Therefore, if today any politician—whether a Chinese “communist,” a U.S. leader, or politicians elsewhere—publicly advocates similar austerity policies, such as allowing credit to decline and refusing to bail out failing businesses, that would be a major signal. However, I haven’t seen any signs of this yet. In fact, no major politician in any G7 country is willing to take such a stance. The only possible exception might be Milei in Argentina, but Argentina’s economy is too small to have any meaningful impact on global markets.

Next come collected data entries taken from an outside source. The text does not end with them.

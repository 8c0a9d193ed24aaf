use std::fs;
use std::io;
use std::path::Path;

use serde_json::{Map, Value};
use tracing::warn;

/// Keys that name the file a sidecar track entry refers to, in priority order.
const FILE_KEYS: &[&str] = &["file", "filename", "path", "name"];

/// Keys that carry a track's display title, in priority order.
const TITLE_KEYS: &[&str] = &["title", "displayName", "name", "label"];

#[derive(Debug, Default, Clone, PartialEq)]
pub struct AlbumDescription {
    pub title: Option<String>,
    pub description: Option<String>,
    pub tracks: Vec<TrackEntry>,
}

#[derive(Debug, Default, Clone, PartialEq)]
pub struct TrackEntry {
    pub file: Option<String>,
    pub title: Option<String>,
    pub duration: Option<f64>,
    pub order: Option<i64>,
}

#[derive(Debug)]
pub enum DescriptionError {
    Io(io::Error),
    Json(serde_json::Error),
    NotAnObject,
}

impl std::fmt::Display for DescriptionError {
    fn fmt(&self, f: &mut std::fmt::Formatter<'_>) -> std::fmt::Result {
        match self {
            DescriptionError::Io(err) => write!(f, "io error: {}", err),
            DescriptionError::Json(err) => write!(f, "json error: {}", err),
            DescriptionError::NotAnObject => write!(f, "top level is not an object"),
        }
    }
}

impl std::error::Error for DescriptionError {}

impl From<io::Error> for DescriptionError {
    fn from(err: io::Error) -> Self {
        DescriptionError::Io(err)
    }
}

impl From<serde_json::Error> for DescriptionError {
    fn from(err: serde_json::Error) -> Self {
        DescriptionError::Json(err)
    }
}

/// Reads an album sidecar. A missing file yields an empty description
/// silently; any other failure is logged and also yields an empty
/// description, so one bad sidecar never stops a scan.
pub fn read_description(path: &Path) -> AlbumDescription {
    match try_read_description(path) {
        Ok(description) => description,
        Err(DescriptionError::Io(err)) if err.kind() == io::ErrorKind::NotFound => {
            AlbumDescription::default()
        }
        Err(err) => {
            warn!("Failed to parse metadata at {}: {}", path.display(), err);
            AlbumDescription::default()
        }
    }
}

fn try_read_description(path: &Path) -> Result<AlbumDescription, DescriptionError> {
    let contents = fs::read_to_string(path)?;
    parse_description(&contents)
}

pub fn parse_description(contents: &str) -> Result<AlbumDescription, DescriptionError> {
    let value: Value = serde_json::from_str(contents)?;
    let object = value.as_object().ok_or(DescriptionError::NotAnObject)?;

    let tracks = object
        .get("tracks")
        .and_then(Value::as_array)
        .map(|entries| {
            entries
                .iter()
                .filter_map(Value::as_object)
                .map(parse_track_entry)
                .collect()
        })
        .unwrap_or_default();

    Ok(AlbumDescription {
        title: trimmed_string(object.get("title")),
        description: trimmed_string(object.get("description")),
        tracks,
    })
}

fn parse_track_entry(entry: &Map<String, Value>) -> TrackEntry {
    TrackEntry {
        file: first_string(entry, FILE_KEYS),
        title: first_string(entry, TITLE_KEYS),
        duration: entry.get("duration").and_then(Value::as_f64),
        order: entry.get("order").and_then(integral),
    }
}

fn first_string(entry: &Map<String, Value>, keys: &[&str]) -> Option<String> {
    keys.iter()
        .filter_map(|key| entry.get(*key).and_then(Value::as_str))
        .find(|value| !value.is_empty())
        .map(str::to_string)
}

fn trimmed_string(value: Option<&Value>) -> Option<String> {
    value
        .and_then(Value::as_str)
        .map(str::trim)
        .filter(|value| !value.is_empty())
        .map(str::to_string)
}

// Orders must be whole numbers; `3.0` is accepted, `2.5` is ignored.
fn integral(value: &Value) -> Option<i64> {
    if let Some(order) = value.as_i64() {
        return Some(order);
    }
    let order = value.as_f64()?;
    if order.fract() == 0.0 && order >= i64::MIN as f64 && order <= i64::MAX as f64 {
        Some(order as i64)
    } else {
        None
    }
}

/// Writes the minimal sidecar produced when an album is created: only the
/// title and, when present, the description.
pub fn write_description(
    path: &Path,
    title: &str,
    description: Option<&str>,
) -> io::Result<()> {
    let mut object = Map::new();
    let title = title.trim();
    if !title.is_empty() {
        object.insert("title".to_string(), Value::String(title.to_string()));
    }
    if let Some(description) = description.map(str::trim).filter(|d| !d.is_empty()) {
        object.insert(
            "description".to_string(),
            Value::String(description.to_string()),
        );
    }
    let contents = serde_json::to_string_pretty(&Value::Object(object))
        .map_err(|err| io::Error::new(io::ErrorKind::InvalidData, err))?;
    fs::write(path, contents)
}

#[cfg(test)]
mod tests {
    use super::*;
    use tempfile::tempdir;

    #[test]
    fn missing_file_is_empty_description() {
        let dir = tempdir().unwrap();
        let description = read_description(&dir.path().join("album.json"));
        assert_eq!(description, AlbumDescription::default());
    }

    #[test]
    fn malformed_json_is_empty_description() {
        let dir = tempdir().unwrap();
        let path = dir.path().join("album.json");
        fs::write(&path, "{ not json").unwrap();
        assert_eq!(read_description(&path), AlbumDescription::default());
    }

    #[test]
    fn non_object_top_level_is_rejected() {
        assert!(matches!(
            parse_description("[1, 2, 3]"),
            Err(DescriptionError::NotAnObject)
        ));
        assert!(matches!(
            parse_description("\"just text\""),
            Err(DescriptionError::NotAnObject)
        ));
    }

    #[test]
    fn file_and_title_aliases_resolve_in_priority_order() {
        let parsed = parse_description(
            r#"{
                "tracks": [
                    {"filename": "a.mp3", "displayName": "Alpha"},
                    {"path": "b.mp3", "label": "Beta"},
                    {"name": "c.mp3"},
                    {"file": "", "filename": "d.mp3", "title": "Delta", "name": "ignored"}
                ]
            }"#,
        )
        .unwrap();
        let files: Vec<_> = parsed.tracks.iter().map(|t| t.file.as_deref()).collect();
        let titles: Vec<_> = parsed.tracks.iter().map(|t| t.title.as_deref()).collect();
        assert_eq!(
            files,
            vec![Some("a.mp3"), Some("b.mp3"), Some("c.mp3"), Some("d.mp3")]
        );
        // `name` doubles as a title alias, matching the file reference.
        assert_eq!(
            titles,
            vec![Some("Alpha"), Some("Beta"), Some("c.mp3"), Some("Delta")]
        );
    }

    #[test]
    fn numeric_fields_require_numbers() {
        let parsed = parse_description(
            r#"{"tracks": [
                {"file": "a.mp3", "duration": 181.5, "order": 7},
                {"file": "b.mp3", "duration": "3:01", "order": "2"},
                {"file": "c.mp3", "order": 3.0},
                {"file": "d.mp3", "order": 2.5}
            ]}"#,
        )
        .unwrap();
        assert_eq!(parsed.tracks[0].duration, Some(181.5));
        assert_eq!(parsed.tracks[0].order, Some(7));
        assert_eq!(parsed.tracks[1].duration, None);
        assert_eq!(parsed.tracks[1].order, None);
        assert_eq!(parsed.tracks[2].order, Some(3));
        assert_eq!(parsed.tracks[3].order, None);
    }

    #[test]
    fn blank_title_and_non_array_tracks_are_ignored() {
        let parsed =
            parse_description(r#"{"title": "   ", "description": 5, "tracks": "a.mp3"}"#).unwrap();
        assert_eq!(parsed, AlbumDescription::default());
    }

    #[test]
    fn non_object_track_entries_are_skipped() {
        let parsed =
            parse_description(r#"{"tracks": ["a.mp3", 4, null, {"file": "b.mp3"}]}"#).unwrap();
        assert_eq!(parsed.tracks.len(), 1);
        assert_eq!(parsed.tracks[0].file.as_deref(), Some("b.mp3"));
    }

    #[test]
    fn written_sidecar_contains_only_title_and_description() {
        let dir = tempdir().unwrap();
        let path = dir.path().join("album.json");
        write_description(&path, "  Night Drive ", Some("  ")).unwrap();
        let value: Value = serde_json::from_str(&fs::read_to_string(&path).unwrap()).unwrap();
        assert_eq!(value, serde_json::json!({"title": "Night Drive"}));

        write_description(&path, "Night Drive", Some(" Synths ")).unwrap();
        let parsed = read_description(&path);
        assert_eq!(parsed.title.as_deref(), Some("Night Drive"));
        assert_eq!(parsed.description.as_deref(), Some("Synths"));
        assert!(parsed.tracks.is_empty());
    }
}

G7 politicians avoid austerity because it brings enormous social and economic risks. Large-scale credit contraction could lead to soaring unemployment and significant wealth loss among the rich. Such outcomes are unacceptable in democratic elections, as voters won’t support them. Even in non-democratic regimes, internal support would be hard to secure.
Why Has Cryptocurrency Underperformed Recently?
Host: Why has cryptocurrency underperformed in the current market environment?
Arthur:
If you bought Bitcoin in January 2025, your current price might be flat or slightly down. If you invested in smaller altcoins, you might face larger drawdowns. But if you bought Bitcoin two years ago, your return is positive. If you bought Bitcoin between April 9 and 11 this year—what some call “Liberation Day”—your gain is roughly 30% to 44%.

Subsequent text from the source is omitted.